Under the old QSR, records related to management review, internal audits, and supplier audits were exempt from routine inspection review under 21 CFR 820.180(c). That exemption no longer exists under the QMSR.

"The exemption that previously existed for these records is not a part of QMSR... But as noted, FDA does not expect manufacturers to revise or recreate records made before February 2nd, 2026 to comply with QMSR requirements. But they are still fair game for us to look at if the inspection direction leads us there." — Keisha Thomas

For baseline surveillance and PMA preapproval inspections, these records will be specifically requested. For other inspection types, investigators will use their findings to determine when to review them. She gave a practical example: if an inspection reveals design deficiencies that resulted in a recall, investigators may assess how the manufacturer has been auditing its design and development process.

The FDA also confirmed that investigators may review records created before February 2, 2026, including management review and internal audit records. However — and this is important — the FDA does not expect manufacturers to revise or recreate pre-QMSR records to comply with the new requirements. You don’t need to go back and add ISO 13485 references to old documents or remove QSR-era terminology like “design history file” or “device master record.”

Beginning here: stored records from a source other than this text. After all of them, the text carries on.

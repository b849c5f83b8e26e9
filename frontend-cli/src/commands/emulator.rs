//! `kill-emulator`: SIGKILL every running Android emulator process.

use super::{self_pid, CommonArgs, Outcome};
use crate::config::{load_config, EmulatorConfig};
use crate::logging::init_logging;
use anyhow::Result;
use backend::{find_emulators, kill_now, ProcessSource, Signaler, SystemProcesses, SystemSignaler};
use clap::Parser;
use std::io::{self, Write};
use tracing::debug;

/// Find and kill Android emulator processes.
#[derive(Parser, Debug)]
#[command(name = "kill-emulator", version)]
pub struct EmulatorCli {
    /// List matching processes without killing them
    #[arg(long)]
    pub dry_run: bool,

    #[command(flatten)]
    pub common: CommonArgs,
}

pub fn main(cli: EmulatorCli) -> Result<Outcome> {
    init_logging(cli.common.verbose)?;
    let config = load_config(cli.common.config.as_deref())?;

    let stdout = io::stdout();
    let mut out = stdout.lock();
    run(
        &cli,
        &config.emulator,
        &SystemProcesses,
        &SystemSignaler,
        self_pid(),
        &mut out,
    )
}

pub fn run<P, S, W>(
    cli: &EmulatorCli,
    config: &EmulatorConfig,
    processes: &P,
    signaler: &S,
    self_pid: i32,
    out: &mut W,
) -> Result<Outcome>
where
    P: ProcessSource,
    S: Signaler,
    W: Write,
{
    let filter = config.filter();
    debug!(pattern = %filter.pattern, exclude = ?filter.exclude, "emulator filter");

    let targets = match find_emulators(processes, &filter, self_pid) {
        Ok(targets) => targets,
        Err(e) => {
            writeln!(out, "Error detecting emulator processes: {}", e)?;
            Vec::new()
        }
    };

    if targets.is_empty() {
        writeln!(out, "No Android emulator processes found.")?;
        return Ok(Outcome::Done);
    }

    writeln!(out, "Found {} Android emulator process(es):", targets.len())?;
    for target in &targets {
        writeln!(out, "  PID: {} | CMD: {}", target.pid, target.cmd)?;
    }

    if cli.dry_run {
        writeln!(out, "(Dry run) Re-run without --dry-run to kill them.")?;
        return Ok(Outcome::Done);
    }

    let mut outcome = Outcome::Done;
    for target in &targets {
        writeln!(out, "Killing emulator process PID {}...", target.pid)?;
        if let Err(e) = kill_now(signaler, target.pid) {
            writeln!(out, "Failed to kill PID {}: {}", target.pid, e)?;
            outcome = Outcome::SomeFailed;
        }
    }
    Ok(outcome)
}
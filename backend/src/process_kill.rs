//! Process killing functionality.

use crate::select::Target;
use crate::types::ProcError;
use nix::errno::Errno;
use nix::sys::signal::{self, Signal};
use nix::unistd::Pid;
use std::{thread, time::Duration};
use tracing::debug;

/// Time a process gets to exit after SIGTERM before it is sent SIGKILL.
pub const DEFAULT_GRACE: Duration = Duration::from_secs(1);

/// Delivers signals. Swapped out in tests.
pub trait Signaler {
    fn send(&self, pid: i32, sig: Signal) -> nix::Result<()>;

    /// Whether `pid` still exists.
    fn alive(&self, pid: i32) -> bool;
}

/// Signals real processes with `kill(2)`.
#[derive(Debug, Default, Clone, Copy)]
pub struct SystemSignaler;

impl Signaler for SystemSignaler {
    fn send(&self, pid: i32, sig: Signal) -> nix::Result<()> {
        signal::kill(Pid::from_raw(pid), sig)
    }

    fn alive(&self, pid: i32) -> bool {
        match signal::kill(Pid::from_raw(pid), None) {
            Ok(()) => true,
            // exists, but owned by someone else
            Err(Errno::EPERM) => true,
            Err(_) => false,
        }
    }
}

/// Progress notifications from [`terminate_all`].
#[derive(Debug, Clone, Copy, PartialEq, Eq)]
pub enum KillEvent<'a> {
    Sent(Signal, &'a Target),
}

/// Outcome of a termination pass.
#[derive(Debug, Default, Clone, PartialEq, Eq)]
pub struct KillReport {
    /// PIDs that could not be signalled, in the order they failed.
    pub failed: Vec<i32>,
}

impl KillReport {
    pub fn all_terminated(&self) -> bool {
        self.failed.is_empty()
    }

    fn fail(&mut self, pid: i32) {
        if !self.failed.contains(&pid) {
            self.failed.push(pid);
        }
    }
}

/// SIGTERM every target, wait `grace`, then SIGKILL the survivors.
///
/// A target that is already gone when SIGTERM is sent is skipped. Targets
/// that could not be sent SIGTERM are reported as failed and not retried.
pub fn terminate_all<S, F>(
    signaler: &S,
    targets: &[Target],
    grace: Duration,
    mut on_event: F,
) -> KillReport
where
    S: Signaler,
    F: FnMut(KillEvent<'_>),
{
    let mut report = KillReport::default();

    for target in targets {
        on_event(KillEvent::Sent(Signal::SIGTERM, target));
        match signaler.send(target.pid, Signal::SIGTERM) {
            Ok(()) => {}
            Err(Errno::ESRCH) => debug!(pid = target.pid, "already exited"),
            Err(e) => {
                debug!(pid = target.pid, "SIGTERM failed: {}", e);
                report.fail(target.pid);
            }
        }
    }

    if !grace.is_zero() {
        thread::sleep(grace);
    }

    for target in targets {
        if report.failed.contains(&target.pid) || !signaler.alive(target.pid) {
            continue;
        }
        on_event(KillEvent::Sent(Signal::SIGKILL, target));
        match signaler.send(target.pid, Signal::SIGKILL) {
            Ok(()) => {}
            // exited between the liveness check and the signal
            Err(Errno::ESRCH) => debug!(pid = target.pid, "already exited"),
            Err(e) => {
                debug!(pid = target.pid, "SIGKILL failed: {}", e);
                report.fail(target.pid);
            }
        }
    }

    report
}

/// Kill a process by PID with SIGKILL, no grace period.
pub fn kill_now<S: Signaler>(signaler: &S, pid: i32) -> Result<(), ProcError> {
    signaler.send(pid, Signal::SIGKILL).map_err(|e| match e {
        Errno::EPERM => ProcError::PermissionDenied(pid),
        Errno::ESRCH => ProcError::NotFound(pid),
        other => ProcError::SignalError(pid, other.to_string()),
    })
}
//! Configuration loaded from `~/.config/reaper/config.toml`.
//!
//! Every field is optional; a missing file yields the built-in defaults.
//!
//! ```toml
//! [dev]
//! markers = ["jest", "vitest"]
//! default_ports = [8082, 8081]
//! grace_period_ms = 1000
//! listener_backends = ["procfs", "lsof", "ss"]
//!
//! [emulator]
//! pattern = "emulator"
//! exclude = ["grep"]
//! ```

use anyhow::{Context, Result};
use backend::{EmulatorFilter, ListenerBackend, DEFAULT_GRACE, DEFAULT_MARKERS, DEFAULT_PORTS};
use serde::Deserialize;
use std::fs;
use std::path::{Path, PathBuf};
use std::time::Duration;
use thiserror::Error;
use tracing::debug;

const CONFIG_DIR: &str = "reaper";
const CONFIG_FILENAME: &str = "config.toml";
const MAX_GRACE_MS: u64 = 60_000;

#[derive(Error, Debug, PartialEq)]
pub enum ConfigError {
    #[error("listener_backends must name at least one backend")]
    NoBackends,
    #[error("unknown listener backend '{0}'")]
    UnknownBackend(String),
    #[error("grace_period_ms must be at most {max}, got {0}", max = MAX_GRACE_MS)]
    GraceTooLong(u64),
    #[error("emulator pattern must not be empty")]
    EmptyPattern,
    #[error("dev markers must not contain an empty entry")]
    EmptyMarker,
    #[error("emulator exclude must not contain an empty entry")]
    EmptyExclude,
}

#[derive(Debug, Clone, Default, PartialEq, Deserialize)]
#[serde(default)]
pub struct Config {
    pub dev: DevConfig,
    pub emulator: EmulatorConfig,
}

#[derive(Debug, Clone, PartialEq, Deserialize)]
#[serde(default)]
pub struct DevConfig {
    pub markers: Vec<String>,
    pub default_ports: Vec<u16>,
    pub grace_period_ms: u64,
    pub listener_backends: Vec<String>,
}

impl Default for DevConfig {
    fn default() -> Self {
        Self {
            markers: DEFAULT_MARKERS.iter().map(|m| m.to_string()).collect(),
            default_ports: DEFAULT_PORTS.to_vec(),
            grace_period_ms: DEFAULT_GRACE.as_millis() as u64,
            listener_backends: ListenerBackend::ALL.iter().map(|b| b.to_string()).collect(),
        }
    }
}

impl DevConfig {
    pub fn grace(&self) -> Duration {
        Duration::from_millis(self.grace_period_ms)
    }

    pub fn backends(&self) -> Result<Vec<ListenerBackend>, ConfigError> {
        if self.listener_backends.is_empty() {
            return Err(ConfigError::NoBackends);
        }
        self.listener_backends
            .iter()
            .map(|name| {
                name.parse::<ListenerBackend>()
                    .map_err(|_| ConfigError::UnknownBackend(name.clone()))
            })
            .collect()
    }
}

#[derive(Debug, Clone, PartialEq, Deserialize)]
#[serde(default)]
pub struct EmulatorConfig {
    pub pattern: String,
    pub exclude: Vec<String>,
}

impl Default for EmulatorConfig {
    fn default() -> Self {
        let filter = EmulatorFilter::default();
        Self {
            pattern: filter.pattern,
            exclude: filter.exclude,
        }
    }
}

impl EmulatorConfig {
    pub fn filter(&self) -> EmulatorFilter {
        EmulatorFilter {
            pattern: self.pattern.clone(),
            exclude: self.exclude.clone(),
        }
    }
}

/// Check values serde cannot.
pub fn validate_config(config: &Config) -> Result<(), ConfigError> {
    config.dev.backends()?;
    if config.dev.grace_period_ms > MAX_GRACE_MS {
        return Err(ConfigError::GraceTooLong(config.dev.grace_period_ms));
    }
    // an empty needle is contained in every command line
    if config.dev.markers.iter().any(|m| is_blank(m)) {
        return Err(ConfigError::EmptyMarker);
    }
    if is_blank(&config.emulator.pattern) {
        return Err(ConfigError::EmptyPattern);
    }
    if config.emulator.exclude.iter().any(|x| is_blank(x)) {
        return Err(ConfigError::EmptyExclude);
    }
    Ok(())
}

fn is_blank(s: &str) -> bool {
    s.trim().is_empty()
}

/// Returns the path to `~/.config/reaper/config.toml`.
pub fn default_config_path() -> Result<PathBuf> {
    let home = dirs::home_dir().context("Could not determine home directory")?;
    Ok(home.join(".config").join(CONFIG_DIR).join(CONFIG_FILENAME))
}

/// Load the configuration.
///
/// An explicit `path` must exist. The default location may be absent, in
/// which case the defaults are returned.
pub fn load_config(path: Option<&Path>) -> Result<Config> {
    match path {
        Some(p) => load_config_from(p, true),
        None => load_config_from(&default_config_path()?, false),
    }
}

/// Load `path`, falling back to defaults when it is absent and not `required`.
pub fn load_config_from(path: &Path, required: bool) -> Result<Config> {
    if !required && !path.exists() {
        debug!(path = %path.display(), "no config file, using defaults");
        return Ok(Config::default());
    }

    let content = fs::read_to_string(path)
        .with_context(|| format!("Failed to read config file {}", path.display()))?;
    let config = parse_config(&content)
        .with_context(|| format!("Invalid config file {}", path.display()))?;
    debug!(path = %path.display(), "loaded config");
    Ok(config)
}

pub fn parse_config(content: &str) -> Result<Config> {
    let config: Config = toml::from_str(content)?;
    validate_config(&config)?;
    Ok(config)
}

#[cfg(test)]
mod tests {
    use super::*;
    use tempfile::TempDir;

    #[test]
    fn defaults_match_library_constants() {
        let config = Config::default();
        assert_eq!(config.dev.default_ports, vec![8082, 8081]);
        assert_eq!(config.dev.markers.len(), 4);
        assert_eq!(config.dev.grace(), Duration::from_secs(1));
        assert_eq!(config.dev.backends().unwrap(), ListenerBackend::ALL.to_vec());
        assert_eq!(config.emulator.filter(), EmulatorFilter::default());
        assert!(validate_config(&config).is_ok());
    }

    #[test]
    fn partial_file_keeps_other_defaults() {
        let config = parse_config("[dev]\ndefault_ports = [3000]\n").unwrap();
        assert_eq!(config.dev.default_ports, vec![3000]);
        assert_eq!(config.dev.grace_period_ms, 1000);
        assert_eq!(config.emulator, EmulatorConfig::default());
    }

    #[test]
    fn empty_file_is_default() {
        assert_eq!(parse_config("").unwrap(), Config::default());
    }

    #[test]
    fn rejects_bad_values() {
        let err = validate_config(&Config {
            dev: DevConfig {
                listener_backends: vec!["netstat".into()],
                ..Default::default()
            },
            ..Default::default()
        });
        assert_eq!(err, Err(ConfigError::UnknownBackend("netstat".into())));

        let err = validate_config(&Config {
            dev: DevConfig {
                listener_backends: vec![],
                ..Default::default()
            },
            ..Default::default()
        });
        assert_eq!(err, Err(ConfigError::NoBackends));

        assert!(parse_config("[dev]\ngrace_period_ms = 120000\n").is_err());
        assert!(parse_config("[emulator]\npattern = \"\"\n").is_err());
        assert!(parse_config("[dev]\ndefault_ports = [\"x\"]\n").is_err());
    }

    #[test]
    fn load_explicit_file() {
        let dir = TempDir::new().unwrap();
        let path = dir.path().join("config.toml");
        fs::write(
            &path,
            "[dev]\nlistener_backends = [\"ss\"]\n[emulator]\nexclude = [\"grep\", \"adb\"]\n",
        )
        .unwrap();

        let config = load_config(Some(&path)).unwrap();
        assert_eq!(config.dev.backends().unwrap(), vec![ListenerBackend::Ss]);
        assert_eq!(config.emulator.exclude, vec!["grep", "adb"]);
    }

    #[test]
    fn explicit_missing_file_is_an_error() {
        let dir = TempDir::new().unwrap();
        let path = dir.path().join("nope.toml");
        assert!(load_config(Some(&path)).is_err());
    }

    #[test]
    fn absent_default_file_gives_defaults() {
        let dir = TempDir::new().unwrap();
        let path = dir.path().join(CONFIG_DIR).join(CONFIG_FILENAME);
        assert_eq!(load_config_from(&path, false).unwrap(), Config::default());
        assert!(load_config_from(&path, true).is_err());
    }

    #[test]
    fn present_default_file_is_read() {
        let dir = TempDir::new().unwrap();
        let path = dir.path().join(CONFIG_FILENAME);
        fs::write(&path, "[dev]
default_ports = [4000]
").unwrap();
        let config = load_config_from(&path, false).unwrap();
        assert_eq!(config.dev.default_ports, vec![4000]);
    }

    #[test]
    fn blank_markers_are_rejected() {
        let with_markers = |markers: &[&str]| Config {
            dev: DevConfig {
                markers: markers.iter().map(|m| m.to_string()).collect(),
                ..Default::default()
            },
            ..Default::default()
        };
        assert_eq!(
            validate_config(&with_markers(&["jest", ""])),
            Err(ConfigError::EmptyMarker)
        );
        assert_eq!(
            validate_config(&with_markers(&["  "])),
            Err(ConfigError::EmptyMarker)
        );
        assert!(validate_config(&with_markers(&[])).is_ok());
        assert!(parse_config("[dev]\nmarkers = [\"jest\", \"\"]\n").is_err());
    }

    #[test]
    fn blank_emulator_pattern_and_excludes_are_rejected() {
        let err = validate_config(&Config {
            emulator: EmulatorConfig {
                pattern: " \t".into(),
                ..Default::default()
            },
            ..Default::default()
        });
        assert_eq!(err, Err(ConfigError::EmptyPattern));

        let err = validate_config(&Config {
            emulator: EmulatorConfig {
                exclude: vec!["grep".into(), " ".into()],
                ..Default::default()
            },
            ..Default::default()
        });
        assert_eq!(err, Err(ConfigError::EmptyExclude));
    }
}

If a review of your pre-QMSR records reveals gaps in your QMS (such as failure to incorporate feedback into risk management) those gaps need to be addressed now.

8. Notified Body audits can complement, but can’t replace, internal audits

The FDA was clear:

"A Notified Body audit that focuses on ISO 13485 conformity assessment may not replace an internal audit of the QMSR requirements as the QMSR requirements include all the requirements for 21 CFR 820." — Tonya Wilbon

ISO 13485 certification from a Notified Body does not equal compliance with the QMSR. And Notified Body audits cannot replace your internal audit program.